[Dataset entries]
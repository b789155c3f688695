//! Utility modules

pub mod error;
pub mod resp;

pub use error::{CacheError, ClusterError, ConnectionError, Result};
pub use resp::{parse_scan_reply, RespDecoder, RespEncoder, RespValue};
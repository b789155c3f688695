//! Control Plane trait for node communication
//!
//! `ControlPlane` is the seam between the resilience layer and the wire:
//! - `RawConnection`: direct TCP/TLS with the RESP codec
//! - scripted in-memory nodes in tests
//!
//! Higher-level commands live in `ControlPlaneExt` and are shared by every
//! implementation.

use crate::cluster::Endpoint;
use crate::utils::{parse_scan_reply, CacheError, ConnectionError, RespValue, Result};

/// A single connection to one node
pub trait ControlPlane {
    /// Node this connection talks to
    fn endpoint(&self) -> &Endpoint;

    /// Send one command and read its reply
    ///
    /// Server error replies are returned as `RespValue::Error`; only
    /// transport failures are `Err`.
    fn execute_binary(&mut self, args: &[&[u8]]) -> Result<RespValue>;

    /// Execute a command with string arguments
    fn execute(&mut self, args: &[&str]) -> Result<RespValue> {
        let byte_args: Vec<&[u8]> = args.iter().map(|s| s.as_bytes()).collect();
        self.execute_binary(&byte_args)
    }
}

/// Extension trait with the commands the resilience layer issues
pub trait ControlPlaneExt: ControlPlane {
    /// Execute and turn `-ERR` style replies into `CacheError::Server`
    fn command(&mut self, args: &[&[u8]]) -> Result<RespValue> {
        match self.execute_binary(args)? {
            RespValue::Error(message) => Err(CacheError::Server {
                endpoint: self.endpoint().clone(),
                message,
            }),
            other => Ok(other),
        }
    }

    /// Send PING and verify PONG response
    fn ping(&mut self) -> Result<()> {
        match self.command(&["PING".as_bytes()])? {
            RespValue::SimpleString(s) if s == "PONG" => Ok(()),
            other => Err(unexpected(self.endpoint(), "PING", &other)),
        }
    }

    /// GET; `None` when the key does not exist
    fn get(&mut self, key: &[u8]) -> Result<Option<Vec<u8>>> {
        match self.command(&["GET".as_bytes(), key])? {
            RespValue::BulkString(data) => Ok(Some(data)),
            RespValue::Null => Ok(None),
            other => Err(unexpected(self.endpoint(), "GET", &other)),
        }
    }

    /// SET; `false` when the server declined (NX/XX style replies)
    fn set(&mut self, key: &[u8], value: &[u8]) -> Result<bool> {
        match self.command(&["SET".as_bytes(), key, value])? {
            RespValue::SimpleString(s) if s == "OK" => Ok(true),
            RespValue::Null => Ok(false),
            other => Err(unexpected(self.endpoint(), "SET", &other)),
        }
    }

    /// DEL; number of keys removed
    fn del(&mut self, key: &[u8]) -> Result<i64> {
        match self.command(&["DEL".as_bytes(), key])? {
            RespValue::Integer(n) => Ok(n),
            other => Err(unexpected(self.endpoint(), "DEL", &other)),
        }
    }

    /// One SCAN page: returns the next cursor (0 when done) and the keys
    fn scan_page(&mut self, cursor: u64, pattern: &str, count: usize) -> Result<(u64, Vec<String>)> {
        let cursor = cursor.to_string();
        let count = count.to_string();
        let reply = self.command(&[
            "SCAN".as_bytes(),
            cursor.as_bytes(),
            "MATCH".as_bytes(),
            pattern.as_bytes(),
            "COUNT".as_bytes(),
            count.as_bytes(),
        ])?;
        if !matches!(
            reply.as_array(),
            Some([_, RespValue::Array(_) | RespValue::Null])
        ) {
            return Err(unexpected(self.endpoint(), "SCAN", &reply));
        }
        parse_scan_reply(reply).ok_or_else(|| CacheError::Protocol {
            endpoint: self.endpoint().clone(),
            message: "Invalid SCAN cursor".to_string(),
        })
    }

    /// Get CLUSTER NODES response as string
    fn cluster_nodes(&mut self) -> Result<String> {
        match self.command(&["CLUSTER".as_bytes(), "NODES".as_bytes()])? {
            RespValue::BulkString(data) => String::from_utf8(data).map_err(|e| {
                CacheError::Protocol {
                    endpoint: self.endpoint().clone(),
                    message: format!("Invalid UTF-8 in CLUSTER NODES: {}", e),
                }
            }),
            other => Err(unexpected(self.endpoint(), "CLUSTER NODES", &other)),
        }
    }

    /// Send AUTH; any rejection is an authentication failure
    fn authenticate(&mut self, password: &str, username: Option<&str>) -> Result<()> {
        let response = match username {
            Some(user) => self.execute(&["AUTH", user, password])?,
            None => self.execute(&["AUTH", password])?,
        };

        match response {
            r if r.is_ok() => Ok(()),
            RespValue::Error(message) => Err(ConnectionError::AuthFailed {
                endpoint: self.endpoint().clone(),
                message,
            }
            .into()),
            other => Err(unexpected(self.endpoint(), "AUTH", &other)),
        }
    }

    /// Send SELECT
    fn select_db(&mut self, db: u32) -> Result<()> {
        let db_str = db.to_string();
        match self.command(&["SELECT".as_bytes(), db_str.as_bytes()])? {
            r if r.is_ok() => Ok(()),
            other => Err(unexpected(self.endpoint(), "SELECT", &other)),
        }
    }
}

// Blanket implementation: any ControlPlane automatically gets ControlPlaneExt
impl<T: ControlPlane + ?Sized> ControlPlaneExt for T {}

fn unexpected(endpoint: &Endpoint, command: &str, reply: &RespValue) -> CacheError {
    CacheError::Protocol {
        endpoint: endpoint.clone(),
        message: format!("Unexpected {} response: {:?}", command, reply),
    }
}

#[cfg(test)]
mod tests {
    use super::*;
    use std::collections::VecDeque;

    // Replays canned replies in order
    struct MockControlPlane {
        endpoint: Endpoint,
        responses: VecDeque<RespValue>,
        sent: Vec<Vec<String>>,
    }

    impl MockControlPlane {
        fn new(responses: Vec<RespValue>) -> Self {
            Self {
                endpoint: Endpoint::new("127.0.0.1", 6379),
                responses: responses.into(),
                sent: Vec::new(),
            }
        }
    }

    impl ControlPlane for MockControlPlane {
        fn endpoint(&self) -> &Endpoint {
            &self.endpoint
        }

        fn execute_binary(&mut self, args: &[&[u8]]) -> Result<RespValue> {
            self.sent.push(
                args.iter()
                    .map(|a| String::from_utf8_lossy(a).into_owned())
                    .collect(),
            );
            self.responses.pop_front().ok_or_else(|| {
                ConnectionError::Io {
                    endpoint: self.endpoint.clone(),
                    source: std::io::Error::new(std::io::ErrorKind::UnexpectedEof, "closed"),
                }
                .into()
            })
        }
    }

    #[test]
    fn test_ping() {
        let mut mock = MockControlPlane::new(vec![RespValue::SimpleString("PONG".into())]);
        assert!(mock.ping().is_ok());
    }

    #[test]
    fn test_get_missing_key() {
        let mut mock = MockControlPlane::new(vec![RespValue::Null]);
        assert_eq!(mock.get(b"nope").unwrap(), None);
    }

    #[test]
    fn test_server_error_becomes_cache_error() {
        let mut mock = MockControlPlane::new(vec![RespValue::Error(
            "WRONGTYPE Operation against a key holding the wrong kind of value".into(),
        )]);
        let err = mock.get(b"list").unwrap_err();
        assert!(err.server_message().unwrap().starts_with("WRONGTYPE"));
    }

    #[test]
    fn test_scan_page_sends_match_and_count() {
        let mut mock = MockControlPlane::new(vec![RespValue::Array(vec![
            RespValue::BulkString(b"0".to_vec()),
            RespValue::Array(vec![RespValue::BulkString(b"Message1".to_vec())]),
        ])]);
        let (cursor, keys) = mock.scan_page(0, "*Message*", 250).unwrap();
        assert_eq!(cursor, 0);
        assert_eq!(keys, vec!["Message1"]);
        assert_eq!(mock.sent[0], vec!["SCAN", "0", "MATCH", "*Message*", "COUNT", "250"]);
    }

    #[test]
    fn test_scan_page_rejects_malformed_reply() {
        let mut mock = MockControlPlane::new(vec![
            RespValue::SimpleString("OK".into()),
            RespValue::Array(vec![
                RespValue::BulkString(b"not-a-cursor".to_vec()),
                RespValue::Array(Vec::new()),
            ]),
        ]);
        match mock.scan_page(0, "*", 10).unwrap_err() {
            CacheError::Protocol { message, .. } => assert!(message.contains("SCAN")),
            other => panic!("unexpected error: {other:?}"),
        }
        match mock.scan_page(0, "*", 10).unwrap_err() {
            CacheError::Protocol { message, .. } => assert_eq!(message, "Invalid SCAN cursor"),
            other => panic!("unexpected error: {other:?}"),
        }
    }

    #[test]
    fn test_auth_rejected() {
        let mut mock = MockControlPlane::new(vec![RespValue::Error("WRONGPASS invalid".into())]);
        let err = mock.authenticate("secret", None).unwrap_err();
        assert!(matches!(
            err,
            CacheError::Connection(ConnectionError::AuthFailed { .. })
        ));
    }
}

* BRIEF *
Quote in full each line from the top of the records above through the line with "fn execute(&mut self, args: &[&str])"; stop after that line.

* SOLUTION *
repository b789155c3f688695
//! Utility modules

pub mod error;
pub mod resp;

pub use error::{CacheError, ClusterError, ConnectionError, Result};
pub use resp::{parse_scan_reply, RespDecoder, RespEncoder, RespValue};
repository b789155c3f688695
//! Control Plane trait for node communication
//!
//! `ControlPlane` is the seam between the resilience layer and the wire:
//! - `RawConnection`: direct TCP/TLS with the RESP codec
//! - scripted in-memory nodes in tests
//!
//! Higher-level commands live in `ControlPlaneExt` and are shared by every
//! implementation.

use crate::cluster::Endpoint;
use crate::utils::{parse_scan_reply, CacheError, ConnectionError, RespValue, Result};

/// A single connection to one node
pub trait ControlPlane {
    /// Node this connection talks to
    fn endpoint(&self) -> &Endpoint;

    /// Send one command and read its reply
    ///
    /// Server error replies are returned as `RespValue::Error`; only
    /// transport failures are `Err`.
    fn execute_binary(&mut self, args: &[&[u8]]) -> Result<RespValue>;

    /// Execute a command with string arguments
    fn execute(&mut self, args: &[&str]) -> Result<RespValue> {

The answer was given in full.